» Dataset excerpts:
:::
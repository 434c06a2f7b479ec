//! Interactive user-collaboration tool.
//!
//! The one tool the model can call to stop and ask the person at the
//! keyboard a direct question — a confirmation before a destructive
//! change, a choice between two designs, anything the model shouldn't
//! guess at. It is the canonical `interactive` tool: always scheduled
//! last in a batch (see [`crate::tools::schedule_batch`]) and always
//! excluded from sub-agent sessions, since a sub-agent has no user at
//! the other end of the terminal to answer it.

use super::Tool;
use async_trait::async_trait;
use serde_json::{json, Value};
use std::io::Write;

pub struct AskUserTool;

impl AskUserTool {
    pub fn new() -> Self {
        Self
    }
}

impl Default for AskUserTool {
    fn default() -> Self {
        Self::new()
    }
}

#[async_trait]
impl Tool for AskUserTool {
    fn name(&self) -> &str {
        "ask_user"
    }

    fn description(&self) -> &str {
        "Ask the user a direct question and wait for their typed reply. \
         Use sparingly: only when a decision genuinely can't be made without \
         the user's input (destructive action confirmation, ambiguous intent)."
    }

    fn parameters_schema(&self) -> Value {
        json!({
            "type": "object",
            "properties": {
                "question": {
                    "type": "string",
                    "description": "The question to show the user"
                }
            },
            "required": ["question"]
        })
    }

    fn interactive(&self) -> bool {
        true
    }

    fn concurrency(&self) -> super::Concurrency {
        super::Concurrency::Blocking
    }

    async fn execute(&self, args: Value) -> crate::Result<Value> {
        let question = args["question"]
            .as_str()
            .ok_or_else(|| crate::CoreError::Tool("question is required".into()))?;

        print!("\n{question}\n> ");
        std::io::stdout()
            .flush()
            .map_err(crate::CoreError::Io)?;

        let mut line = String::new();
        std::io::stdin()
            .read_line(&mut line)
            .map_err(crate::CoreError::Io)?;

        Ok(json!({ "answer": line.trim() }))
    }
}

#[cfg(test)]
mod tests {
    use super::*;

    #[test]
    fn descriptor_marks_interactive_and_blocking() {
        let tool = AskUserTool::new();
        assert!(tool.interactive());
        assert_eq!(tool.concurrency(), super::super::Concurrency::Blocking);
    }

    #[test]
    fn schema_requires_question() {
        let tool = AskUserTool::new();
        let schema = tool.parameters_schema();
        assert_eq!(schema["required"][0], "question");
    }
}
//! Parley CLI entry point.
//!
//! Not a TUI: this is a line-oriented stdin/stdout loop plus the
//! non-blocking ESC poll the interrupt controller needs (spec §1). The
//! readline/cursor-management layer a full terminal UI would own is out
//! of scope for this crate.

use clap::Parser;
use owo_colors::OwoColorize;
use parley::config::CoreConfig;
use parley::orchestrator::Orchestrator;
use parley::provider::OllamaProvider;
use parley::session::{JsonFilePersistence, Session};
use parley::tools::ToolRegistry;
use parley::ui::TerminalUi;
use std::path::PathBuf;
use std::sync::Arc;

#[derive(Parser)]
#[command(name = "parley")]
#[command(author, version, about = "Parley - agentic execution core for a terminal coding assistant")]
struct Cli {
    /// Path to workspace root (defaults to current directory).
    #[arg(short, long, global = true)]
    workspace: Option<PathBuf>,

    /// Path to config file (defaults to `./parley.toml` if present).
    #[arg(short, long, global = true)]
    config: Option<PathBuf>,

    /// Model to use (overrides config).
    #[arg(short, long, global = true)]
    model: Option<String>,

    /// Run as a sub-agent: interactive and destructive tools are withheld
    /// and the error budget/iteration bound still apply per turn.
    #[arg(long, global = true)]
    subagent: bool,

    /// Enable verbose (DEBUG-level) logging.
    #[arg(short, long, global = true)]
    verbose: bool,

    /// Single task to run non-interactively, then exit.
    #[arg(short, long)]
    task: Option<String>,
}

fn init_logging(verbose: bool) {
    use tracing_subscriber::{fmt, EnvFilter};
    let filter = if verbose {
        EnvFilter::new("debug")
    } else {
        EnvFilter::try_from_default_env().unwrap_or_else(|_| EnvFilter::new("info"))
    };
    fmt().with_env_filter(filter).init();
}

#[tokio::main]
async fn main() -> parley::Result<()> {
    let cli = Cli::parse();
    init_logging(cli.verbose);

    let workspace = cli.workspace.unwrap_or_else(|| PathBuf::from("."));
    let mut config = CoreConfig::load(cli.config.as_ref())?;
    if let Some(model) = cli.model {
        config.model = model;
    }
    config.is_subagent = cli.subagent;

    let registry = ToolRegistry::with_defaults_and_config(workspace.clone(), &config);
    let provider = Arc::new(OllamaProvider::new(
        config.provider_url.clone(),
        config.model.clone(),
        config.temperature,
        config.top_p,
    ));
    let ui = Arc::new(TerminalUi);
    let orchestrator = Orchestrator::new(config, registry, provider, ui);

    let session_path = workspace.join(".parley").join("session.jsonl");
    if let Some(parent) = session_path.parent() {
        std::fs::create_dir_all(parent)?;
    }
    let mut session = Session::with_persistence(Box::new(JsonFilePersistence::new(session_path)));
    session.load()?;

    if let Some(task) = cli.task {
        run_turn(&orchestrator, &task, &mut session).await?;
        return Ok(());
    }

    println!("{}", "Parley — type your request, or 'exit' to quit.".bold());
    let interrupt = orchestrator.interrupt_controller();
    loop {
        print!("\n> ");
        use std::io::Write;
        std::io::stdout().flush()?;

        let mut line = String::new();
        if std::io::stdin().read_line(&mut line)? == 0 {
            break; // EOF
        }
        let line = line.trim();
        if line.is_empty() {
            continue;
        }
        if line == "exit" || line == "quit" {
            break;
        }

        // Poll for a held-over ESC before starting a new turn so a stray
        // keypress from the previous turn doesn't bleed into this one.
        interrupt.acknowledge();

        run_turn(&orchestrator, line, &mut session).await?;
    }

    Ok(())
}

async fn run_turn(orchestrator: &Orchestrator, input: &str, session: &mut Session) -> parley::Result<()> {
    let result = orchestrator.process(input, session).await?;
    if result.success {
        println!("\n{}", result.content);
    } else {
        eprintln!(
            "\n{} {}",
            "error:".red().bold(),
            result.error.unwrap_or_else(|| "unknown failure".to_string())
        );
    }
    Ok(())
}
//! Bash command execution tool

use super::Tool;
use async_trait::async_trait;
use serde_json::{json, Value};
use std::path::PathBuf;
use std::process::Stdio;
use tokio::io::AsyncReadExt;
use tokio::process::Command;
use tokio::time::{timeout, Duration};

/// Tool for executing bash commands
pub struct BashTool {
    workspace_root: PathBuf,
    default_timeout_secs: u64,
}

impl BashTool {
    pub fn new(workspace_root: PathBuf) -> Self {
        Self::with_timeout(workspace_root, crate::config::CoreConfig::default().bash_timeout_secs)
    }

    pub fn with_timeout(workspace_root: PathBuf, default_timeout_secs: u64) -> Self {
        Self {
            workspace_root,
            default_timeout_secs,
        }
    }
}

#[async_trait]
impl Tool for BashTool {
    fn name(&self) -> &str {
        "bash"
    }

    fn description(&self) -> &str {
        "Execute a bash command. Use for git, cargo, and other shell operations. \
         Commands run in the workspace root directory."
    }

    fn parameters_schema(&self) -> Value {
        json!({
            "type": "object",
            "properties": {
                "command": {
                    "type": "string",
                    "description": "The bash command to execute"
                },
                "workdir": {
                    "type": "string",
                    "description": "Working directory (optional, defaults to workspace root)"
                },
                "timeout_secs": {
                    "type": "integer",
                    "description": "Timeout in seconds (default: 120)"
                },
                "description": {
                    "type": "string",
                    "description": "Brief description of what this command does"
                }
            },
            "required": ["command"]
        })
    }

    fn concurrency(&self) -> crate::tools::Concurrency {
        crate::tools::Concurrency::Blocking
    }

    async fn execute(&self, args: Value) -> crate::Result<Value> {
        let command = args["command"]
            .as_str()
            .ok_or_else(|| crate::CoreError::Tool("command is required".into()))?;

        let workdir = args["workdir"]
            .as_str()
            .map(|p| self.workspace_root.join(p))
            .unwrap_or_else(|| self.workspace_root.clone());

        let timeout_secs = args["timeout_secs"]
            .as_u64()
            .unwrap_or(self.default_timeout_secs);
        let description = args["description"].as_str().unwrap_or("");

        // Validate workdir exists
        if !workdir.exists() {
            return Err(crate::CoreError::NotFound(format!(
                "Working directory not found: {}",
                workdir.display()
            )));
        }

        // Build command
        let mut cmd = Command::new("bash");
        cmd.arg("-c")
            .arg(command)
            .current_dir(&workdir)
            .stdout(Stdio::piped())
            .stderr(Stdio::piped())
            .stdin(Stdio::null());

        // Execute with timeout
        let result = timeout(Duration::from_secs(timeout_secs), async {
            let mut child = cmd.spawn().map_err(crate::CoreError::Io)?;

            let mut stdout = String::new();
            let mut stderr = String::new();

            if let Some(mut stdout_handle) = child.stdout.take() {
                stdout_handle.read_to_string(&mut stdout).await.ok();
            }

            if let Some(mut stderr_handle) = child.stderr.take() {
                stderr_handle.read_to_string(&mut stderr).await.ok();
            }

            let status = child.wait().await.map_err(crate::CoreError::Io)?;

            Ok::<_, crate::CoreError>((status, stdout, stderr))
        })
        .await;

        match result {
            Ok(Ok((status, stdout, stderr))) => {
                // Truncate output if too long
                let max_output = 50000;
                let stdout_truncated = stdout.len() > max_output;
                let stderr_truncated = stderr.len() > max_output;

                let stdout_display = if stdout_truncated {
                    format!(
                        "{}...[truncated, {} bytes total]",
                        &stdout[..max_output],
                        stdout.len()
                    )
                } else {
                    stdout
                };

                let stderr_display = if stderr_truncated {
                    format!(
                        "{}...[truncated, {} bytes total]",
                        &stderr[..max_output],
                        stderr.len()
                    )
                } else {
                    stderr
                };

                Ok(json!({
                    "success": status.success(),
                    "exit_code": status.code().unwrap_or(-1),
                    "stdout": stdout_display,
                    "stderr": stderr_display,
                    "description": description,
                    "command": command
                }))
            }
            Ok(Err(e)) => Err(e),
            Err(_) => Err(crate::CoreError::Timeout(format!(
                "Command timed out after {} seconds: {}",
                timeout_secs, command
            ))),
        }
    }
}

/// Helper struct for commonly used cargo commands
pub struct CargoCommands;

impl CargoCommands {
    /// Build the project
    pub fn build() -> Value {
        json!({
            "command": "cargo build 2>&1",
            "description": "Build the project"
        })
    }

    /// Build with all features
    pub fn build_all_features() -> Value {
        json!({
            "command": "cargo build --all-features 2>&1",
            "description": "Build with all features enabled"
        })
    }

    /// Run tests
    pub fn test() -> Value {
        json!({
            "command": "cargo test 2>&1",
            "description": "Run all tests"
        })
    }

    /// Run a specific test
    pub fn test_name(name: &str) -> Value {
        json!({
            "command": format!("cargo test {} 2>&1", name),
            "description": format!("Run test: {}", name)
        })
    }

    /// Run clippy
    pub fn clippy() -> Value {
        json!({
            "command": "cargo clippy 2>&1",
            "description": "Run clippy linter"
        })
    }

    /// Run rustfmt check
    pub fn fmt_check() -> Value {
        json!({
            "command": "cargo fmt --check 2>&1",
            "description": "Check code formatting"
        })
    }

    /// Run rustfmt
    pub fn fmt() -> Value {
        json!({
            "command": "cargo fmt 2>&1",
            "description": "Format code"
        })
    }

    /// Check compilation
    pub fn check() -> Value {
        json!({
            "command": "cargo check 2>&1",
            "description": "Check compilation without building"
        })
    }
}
:::
Find the lines in the data that include "CoreConfig", then copy each of them.

use parley::config::CoreConfig;
    let mut config = CoreConfig::load(cli.config.as_ref())?;
        Self::with_timeout(workspace_root, crate::config::CoreConfig::default().bash_timeout_secs)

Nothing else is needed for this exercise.